→ The problem: Repeat back every line of the data, exactly.

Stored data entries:
►

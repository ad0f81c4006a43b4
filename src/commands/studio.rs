//! Studio command handlers

use colored::Colorize;
use prettytable::{row, Table};

use crate::cli::StudioCommand;
use crate::config::Config;
use crate::error::{NlmError, Result};
use crate::ops::studio::{
    AudioOptions, ReportFormat, StudioCreation, VideoOptions,
    INFOGRAPHIC_DETAIL_STANDARD, INFOGRAPHIC_ORIENTATION_LANDSCAPE, SLIDE_DECK_FORMAT_DETAILED,
    SLIDE_DECK_LENGTH_DEFAULT,
};

fn print_creation(kind: &str, creation: &StudioCreation) {
    println!(
        "{} Started {} generation ({}, status {})",
        "ok".green().bold(),
        kind,
        creation.artifact_id.as_deref().unwrap_or("unknown id"),
        creation.status.as_str()
    );
    println!("Poll with `nlm studio status <notebook>`; generation runs server-side.");
}

pub async fn run_studio(
    config: &Config,
    profile: Option<&str>,
    command: StudioCommand,
) -> Result<()> {
    let client = super::build_client(config, profile)?;

    match command {
        StudioCommand::Audio {
            notebook,
            focus,
            language,
        } => {
            let options = AudioOptions {
                focus_prompt: focus,
                language,
                ..Default::default()
            };
            let creation = client.create_audio_overview(&notebook, None, options).await?;
            print_creation("audio overview", &creation);
        }
        StudioCommand::Video {
            notebook,
            focus,
            language,
        } => {
            let options = VideoOptions {
                focus_prompt: focus,
                language,
                ..Default::default()
            };
            let creation = client.create_video_overview(&notebook, None, options).await?;
            print_creation("video overview", &creation);
        }
        StudioCommand::Report {
            notebook,
            format,
            prompt,
        } => {
            let report_format = ReportFormat::parse(&format).ok_or_else(|| {
                NlmError::Validation(format!(
                    "Unknown report format '{}'. Use briefing_doc, study_guide, blog_post, or custom.",
                    format
                ))
            })?;
            let creation = client
                .create_report(&notebook, None, report_format, &prompt, "en")
                .await?;
            print_creation("report", &creation);
        }
        StudioCommand::Flashcards {
            notebook,
            difficulty,
        } => {
            let creation = client.create_flashcards(&notebook, None, difficulty).await?;
            print_creation("flashcards", &creation);
        }
        StudioCommand::Quiz {
            notebook,
            questions,
            difficulty,
        } => {
            let creation = client
                .create_quiz(&notebook, None, questions, difficulty)
                .await?;
            print_creation("quiz", &creation);
        }
        StudioCommand::Infographic { notebook } => {
            let creation = client
                .create_infographic(
                    &notebook,
                    None,
                    INFOGRAPHIC_ORIENTATION_LANDSCAPE,
                    INFOGRAPHIC_DETAIL_STANDARD,
                    "en",
                    "",
                )
                .await?;
            print_creation("infographic", &creation);
        }
        StudioCommand::SlideDeck { notebook } => {
            let creation = client
                .create_slide_deck(
                    &notebook,
                    None,
                    SLIDE_DECK_FORMAT_DETAILED,
                    SLIDE_DECK_LENGTH_DEFAULT,
                    "en",
                    "",
                )
                .await?;
            print_creation("slide deck", &creation);
        }
        StudioCommand::DataTable {
            notebook,
            description,
        } => {
            let creation = client
                .create_data_table(&notebook, None, &description, "en")
                .await?;
            print_creation("data table", &creation);
        }
        StudioCommand::MindMap { notebook, title } => {
            let (document_json, _) = client.generate_mind_map(&notebook, None).await?;
            let document_json = document_json.ok_or_else(|| {
                NlmError::Service("Mind map generation returned no document".to_string())
            })?;
            let mind_map_id = client
                .save_mind_map(&notebook, &document_json, None, &title)
                .await?;
            println!(
                "{} Saved mind map '{}' ({})",
                "ok".green().bold(),
                title,
                mind_map_id.as_deref().unwrap_or("unknown id")
            );
        }
        StudioCommand::Status { notebook } => {
            let artifacts = client.poll_studio_status(&notebook).await?;
            if artifacts.is_empty() {
                println!("No studio artifacts in notebook {}.", notebook);
                return Ok(());
            }
            let mut table = Table::new();
            table.add_row(row!["ID", "TYPE", "TITLE", "STATUS"]);
            for artifact in &artifacts {
                table.add_row(row![
                    artifact.id,
                    artifact.artifact_type,
                    artifact.title,
                    artifact.status.as_str()
                ]);
            }
            table.printstd();
        }
        StudioCommand::Rm { id, notebook } => {
            let deleted = client
                .delete_studio_artifact(&id, notebook.as_deref())
                .await?;
            if deleted {
                println!("{} Deleted artifact {}", "ok".green().bold(), id);
            } else {
                println!("{} Could not delete artifact {}", "err".red().bold(), id);
            }
        }
        StudioCommand::Rename { id, title } => {
            client.rename_studio_artifact(&id, &title).await?;
            println!("{} Renamed artifact {}", "ok".green().bold(), id);
        }
    }
    Ok(())
}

◄

→ Exercise solution:
repository ad0f81c4006a43b4
filename src/commands/studio.rs
//! Studio command handlers

use colored::Colorize;
use prettytable::{row, Table};

use crate::cli::StudioCommand;
use crate::config::Config;
use crate::error::{NlmError, Result};
use crate::ops::studio::{
    AudioOptions, ReportFormat, StudioCreation, VideoOptions,
    INFOGRAPHIC_DETAIL_STANDARD, INFOGRAPHIC_ORIENTATION_LANDSCAPE, SLIDE_DECK_FORMAT_DETAILED,
    SLIDE_DECK_LENGTH_DEFAULT,
};

fn print_creation(kind: &str, creation: &StudioCreation) {
    println!(
        "{} Started {} generation ({}, status {})",
        "ok".green().bold(),
        kind,
        creation.artifact_id.as_deref().unwrap_or("unknown id"),
        creation.status.as_str()
    );
    println!("Poll with `nlm studio status <notebook>`; generation runs server-side.");
}

pub async fn run_studio(
    config: &Config,
    profile: Option<&str>,
    command: StudioCommand,
) -> Result<()> {
    let client = super::build_client(config, profile)?;

    match command {
        StudioCommand::Audio {
            notebook,
            focus,
            language,
        } => {
            let options = AudioOptions {
                focus_prompt: focus,
                language,
                ..Default::default()
            };
            let creation = client.create_audio_overview(&notebook, None, options).await?;
            print_creation("audio overview", &creation);
        }
        StudioCommand::Video {
            notebook,
            focus,
            language,
        } => {
            let options = VideoOptions {
                focus_prompt: focus,
                language,
                ..Default::default()
            };
            let creation = client.create_video_overview(&notebook, None, options).await?;
            print_creation("video overview", &creation);
        }
        StudioCommand::Report {
            notebook,
            format,
            prompt,
        } => {
            let report_format = ReportFormat::parse(&format).ok_or_else(|| {
                NlmError::Validation(format!(
                    "Unknown report format '{}'. Use briefing_doc, study_guide, blog_post, or custom.",
                    format
                ))
            })?;
            let creation = client
                .create_report(&notebook, None, report_format, &prompt, "en")
                .await?;
            print_creation("report", &creation);
        }
        StudioCommand::Flashcards {
            notebook,
            difficulty,
        } => {
            let creation = client.create_flashcards(&notebook, None, difficulty).await?;
            print_creation("flashcards", &creation);
        }
        StudioCommand::Quiz {
            notebook,
            questions,
            difficulty,
        } => {
            let creation = client
                .create_quiz(&notebook, None, questions, difficulty)
                .await?;
            print_creation("quiz", &creation);
        }
        StudioCommand::Infographic { notebook } => {
            let creation = client
                .create_infographic(
                    &notebook,
                    None,
                    INFOGRAPHIC_ORIENTATION_LANDSCAPE,
                    INFOGRAPHIC_DETAIL_STANDARD,
                    "en",
                    "",
                )
                .await?;
            print_creation("infographic", &creation);
        }
        StudioCommand::SlideDeck { notebook } => {
            let creation = client
                .create_slide_deck(
                    &notebook,
                    None,
                    SLIDE_DECK_FORMAT_DETAILED,
                    SLIDE_DECK_LENGTH_DEFAULT,
                    "en",
                    "",
                )
                .await?;
            print_creation("slide deck", &creation);
        }
        StudioCommand::DataTable {
            notebook,
            description,
        } => {
            let creation = client
                .create_data_table(&notebook, None, &description, "en")
                .await?;
            print_creation("data table", &creation);
        }
        StudioCommand::MindMap { notebook, title } => {
            let (document_json, _) = client.generate_mind_map(&notebook, None).await?;
            let document_json = document_json.ok_or_else(|| {
                NlmError::Service("Mind map generation returned no document".to_string())
            })?;
            let mind_map_id = client
                .save_mind_map(&notebook, &document_json, None, &title)
                .await?;
            println!(
                "{} Saved mind map '{}' ({})",
                "ok".green().bold(),
                title,
                mind_map_id.as_deref().unwrap_or("unknown id")
            );
        }
        StudioCommand::Status { notebook } => {
            let artifacts = client.poll_studio_status(&notebook).await?;
            if artifacts.is_empty() {
                println!("No studio artifacts in notebook {}.", notebook);
                return Ok(());
            }
            let mut table = Table::new();
            table.add_row(row!["ID", "TYPE", "TITLE", "STATUS"]);
            for artifact in &artifacts {
                table.add_row(row![
                    artifact.id,
                    artifact.artifact_type,
                    artifact.title,
                    artifact.status.as_str()
                ]);
            }
            table.printstd();
        }
        StudioCommand::Rm { id, notebook } => {
            let deleted = client
                .delete_studio_artifact(&id, notebook.as_deref())
                .await?;
            if deleted {
                println!("{} Deleted artifact {}", "ok".green().bold(), id);
            } else {
                println!("{} Could not delete artifact {}", "err".red().bold(), id);
            }
        }
        StudioCommand::Rename { id, title } => {
            client.rename_studio_artifact(&id, &title).await?;
            println!("{} Renamed artifact {}", "ok".green().bold(), id);
        }
    }
    Ok(())
}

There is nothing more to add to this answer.